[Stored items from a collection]
//! Error taxonomy for the detonation pipeline.
//!
//! Two kinds of faults cross component boundaries: harness faults
//! ([`ProvisioningError`]) and collaborator faults ([`CollaboratorError`]).
//! Everything the sandbox observes about a sample is data, never an error:
//! a kernel kill or a blocked connection classifies into a
//! [`Verdict`](crate::sandbox::Verdict) and is recorded, not thrown.

use serde::{Deserialize, Serialize};
use thiserror::Error;

/// Pipeline stages, used to name where an iteration stopped.
#[derive(Debug, Clone, Copy, PartialEq, Eq, Serialize, Deserialize)]
#[serde(rename_all = "snake_case")]
pub enum Stage {
    Generate,
    SandboxRun,
    ScanOriginal,
    Sanitize,
    ScanSanitized,
    Record,
}

impl std::fmt::Display for Stage {
    fn fmt(&self, f: &mut std::fmt::Formatter<'_>) -> std::fmt::Result {
        let name = match self {
            Self::Generate => "generate",
            Self::SandboxRun => "sandbox_run",
            Self::ScanOriginal => "scan_original",
            Self::Sanitize => "sanitize",
            Self::ScanSanitized => "scan_sanitized",
            Self::Record => "record",
        };
        write!(f, "{name}")
    }
}

/// The isolation environment failed to start.
///
/// A harness-level fault, not a statement about the sample under test.
/// Never recorded as a verdict.
#[derive(Debug, Error)]
pub enum ProvisioningError {
    #[error("docker is not available: {0}")]
    DockerUnavailable(String),

    #[error("sandbox image '{0}' not found")]
    ImageMissing(String),

    #[error("failed to stage sample file: {0}")]
    Staging(#[source] std::io::Error),

    #[error("failed to render seccomp profile: {0}")]
    SeccompProfile(#[source] serde_json::Error),

    #[error("failed to launch container: {0}")]
    Launch(#[source] std::io::Error),

    #[error("container failed to start (docker exit {code}): {detail}")]
    ContainerStart { code: i32, detail: String },
}

/// A generation or sanitization call failed or returned unusable text.
#[derive(Debug, Error)]
pub enum CollaboratorError {
    #[error("provider request failed: {0}")]
    Request(#[from] reqwest::Error),

    #[error("provider returned HTTP {status}: {detail}")]
    Status { status: u16, detail: String },

    #[error("no code block found in model response")]
    NoCode,

    #[error("retry budget exhausted after {attempts} attempts: {last}")]
    RetriesExhausted { attempts: u32, last: String },

    #[error("call cancelled")]
    Cancelled,
}

impl CollaboratorError {
    /// Transport-level faults are worth retrying; unusable text and
    /// cancellation are not.
    pub fn is_retryable(&self) -> bool {
        matches!(self, Self::Request(_) | Self::Status { .. })
    }
}
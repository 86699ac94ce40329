//! Code samples flowing through the pipeline.

use serde::{Deserialize, Serialize};

/// Which side of the sanitization boundary a sample sits on.
#[derive(Debug, Clone, Copy, PartialEq, Eq, Serialize, Deserialize)]
#[serde(rename_all = "lowercase")]
pub enum SampleRole {
    Original,
    Sanitized,
}

/// An opaque piece of code under test, tagged with its role and the
/// sequence id of the iteration that produced it. Immutable once built.
#[derive(Debug, Clone, PartialEq, Serialize, Deserialize)]
pub struct CodeSample {
    pub id: u64,
    pub role: SampleRole,
    pub text: String,
}

impl CodeSample {
    pub fn original(id: u64, text: impl Into<String>) -> Self {
        Self {
            id,
            role: SampleRole::Original,
            text: text.into(),
        }
    }

    pub fn sanitized(id: u64, text: impl Into<String>) -> Self {
        Self {
            id,
            role: SampleRole::Sanitized,
            text: text.into(),
        }
    }

    /// Sample size in characters, the unit the reduction ratio is
    /// computed over.
    pub fn len_chars(&self) -> usize {
        self.text.chars().count()
    }
}

#[cfg(test)]
mod tests {
    use super::*;

    #[test]
    fn test_constructors_set_role() {
        let orig = CodeSample::original(3, "print('hi')");
        assert_eq!(orig.role, SampleRole::Original);
        assert_eq!(orig.id, 3);

        let san = CodeSample::sanitized(3, "print('hi')");
        assert_eq!(san.role, SampleRole::Sanitized);
    }

    #[test]
    fn test_len_chars_counts_chars_not_bytes() {
        let s = CodeSample::original(1, "é=1");
        assert_eq!(s.len_chars(), 3);
        assert_eq!(s.text.len(), 4);
    }

    #[test]
    fn test_serde_roundtrip() {
        let s = CodeSample::original(7, "import os");
        let json = serde_json::to_string(&s).unwrap();
        assert!(json.contains("\"original\""));
        let parsed: CodeSample = serde_json::from_str(&json).unwrap();
        assert_eq!(parsed, s);
    }
}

The problem →
Would you return the entries exactly as they stand?

Task output →
//! Error taxonomy for the detonation pipeline.
//!
//! Two kinds of faults cross component boundaries: harness faults
//! ([`ProvisioningError`]) and collaborator faults ([`CollaboratorError`]).
//! Everything the sandbox observes about a sample is data, never an error:
//! a kernel kill or a blocked connection classifies into a
//! [`Verdict`](crate::sandbox::Verdict) and is recorded, not thrown.

use serde::{Deserialize, Serialize};
use thiserror::Error;

/// Pipeline stages, used to name where an iteration stopped.
#[derive(Debug, Clone, Copy, PartialEq, Eq, Serialize, Deserialize)]
#[serde(rename_all = "snake_case")]
pub enum Stage {
    Generate,
    SandboxRun,
    ScanOriginal,
    Sanitize,
    ScanSanitized,
    Record,
}

impl std::fmt::Display for Stage {
    fn fmt(&self, f: &mut std::fmt::Formatter<'_>) -> std::fmt::Result {
        let name = match self {
            Self::Generate => "generate",
            Self::SandboxRun => "sandbox_run",
            Self::ScanOriginal => "scan_original",
            Self::Sanitize => "sanitize",
            Self::ScanSanitized => "scan_sanitized",
            Self::Record => "record",
        };
        write!(f, "{name}")
    }
}

/// The isolation environment failed to start.
///
/// A harness-level fault, not a statement about the sample under test.
/// Never recorded as a verdict.
#[derive(Debug, Error)]
pub enum ProvisioningError {
    #[error("docker is not available: {0}")]
    DockerUnavailable(String),

    #[error("sandbox image '{0}' not found")]
    ImageMissing(String),

    #[error("failed to stage sample file: {0}")]
    Staging(#[source] std::io::Error),

    #[error("failed to render seccomp profile: {0}")]
    SeccompProfile(#[source] serde_json::Error),

    #[error("failed to launch container: {0}")]
    Launch(#[source] std::io::Error),

    #[error("container failed to start (docker exit {code}): {detail}")]
    ContainerStart { code: i32, detail: String },
}

/// A generation or sanitization call failed or returned unusable text.
#[derive(Debug, Error)]
pub enum CollaboratorError {
    #[error("provider request failed: {0}")]
    Request(#[from] reqwest::Error),

    #[error("provider returned HTTP {status}: {detail}")]
    Status { status: u16, detail: String },

    #[error("no code block found in model response")]
    NoCode,

    #[error("retry budget exhausted after {attempts} attempts: {last}")]
    RetriesExhausted { attempts: u32, last: String },

    #[error("call cancelled")]
    Cancelled,
}

impl CollaboratorError {
    /// Transport-level faults are worth retrying; unusable text and
    /// cancellation are not.
    pub fn is_retryable(&self) -> bool {
        matches!(self, Self::Request(_) | Self::Status { .. })
    }
}
repository 86699ac94ce40329
//! Code samples flowing through the pipeline.

use serde::{Deserialize, Serialize};

/// Which side of the sanitization boundary a sample sits on.
#[derive(Debug, Clone, Copy, PartialEq, Eq, Serialize, Deserialize)]
#[serde(rename_all = "lowercase")]
pub enum SampleRole {
    Original,
    Sanitized,
}

/// An opaque piece of code under test, tagged with its role and the
/// sequence id of the iteration that produced it. Immutable once built.
#[derive(Debug, Clone, PartialEq, Serialize, Deserialize)]
pub struct CodeSample {
    pub id: u64,
    pub role: SampleRole,
    pub text: String,
}

impl CodeSample {
    pub fn original(id: u64, text: impl Into<String>) -> Self {
        Self {
            id,
            role: SampleRole::Original,
            text: text.into(),
        }
    }

    pub fn sanitized(id: u64, text: impl Into<String>) -> Self {
        Self {
            id,
            role: SampleRole::Sanitized,
            text: text.into(),
        }
    }

    /// Sample size in characters, the unit the reduction ratio is
    /// computed over.
    pub fn len_chars(&self) -> usize {
        self.text.chars().count()
    }
}

#[cfg(test)]
mod tests {
    use super::*;

    #[test]
    fn test_constructors_set_role() {
        let orig = CodeSample::original(3, "print('hi')");
        assert_eq!(orig.role, SampleRole::Original);
        assert_eq!(orig.id, 3);

        let san = CodeSample::sanitized(3, "print('hi')");
        assert_eq!(san.role, SampleRole::Sanitized);
    }

    #[test]
    fn test_len_chars_counts_chars_not_bytes() {
        let s = CodeSample::original(1, "é=1");
        assert_eq!(s.len_chars(), 3);
        assert_eq!(s.text.len(), 4);
    }

    #[test]
    fn test_serde_roundtrip() {
        let s = CodeSample::original(7, "import os");
        let json = serde_json::to_string(&s).unwrap();
        assert!(json.contains("\"original\""));
        let parsed: CodeSample = serde_json::from_str(&json).unwrap();
        assert_eq!(parsed, s);
    }
}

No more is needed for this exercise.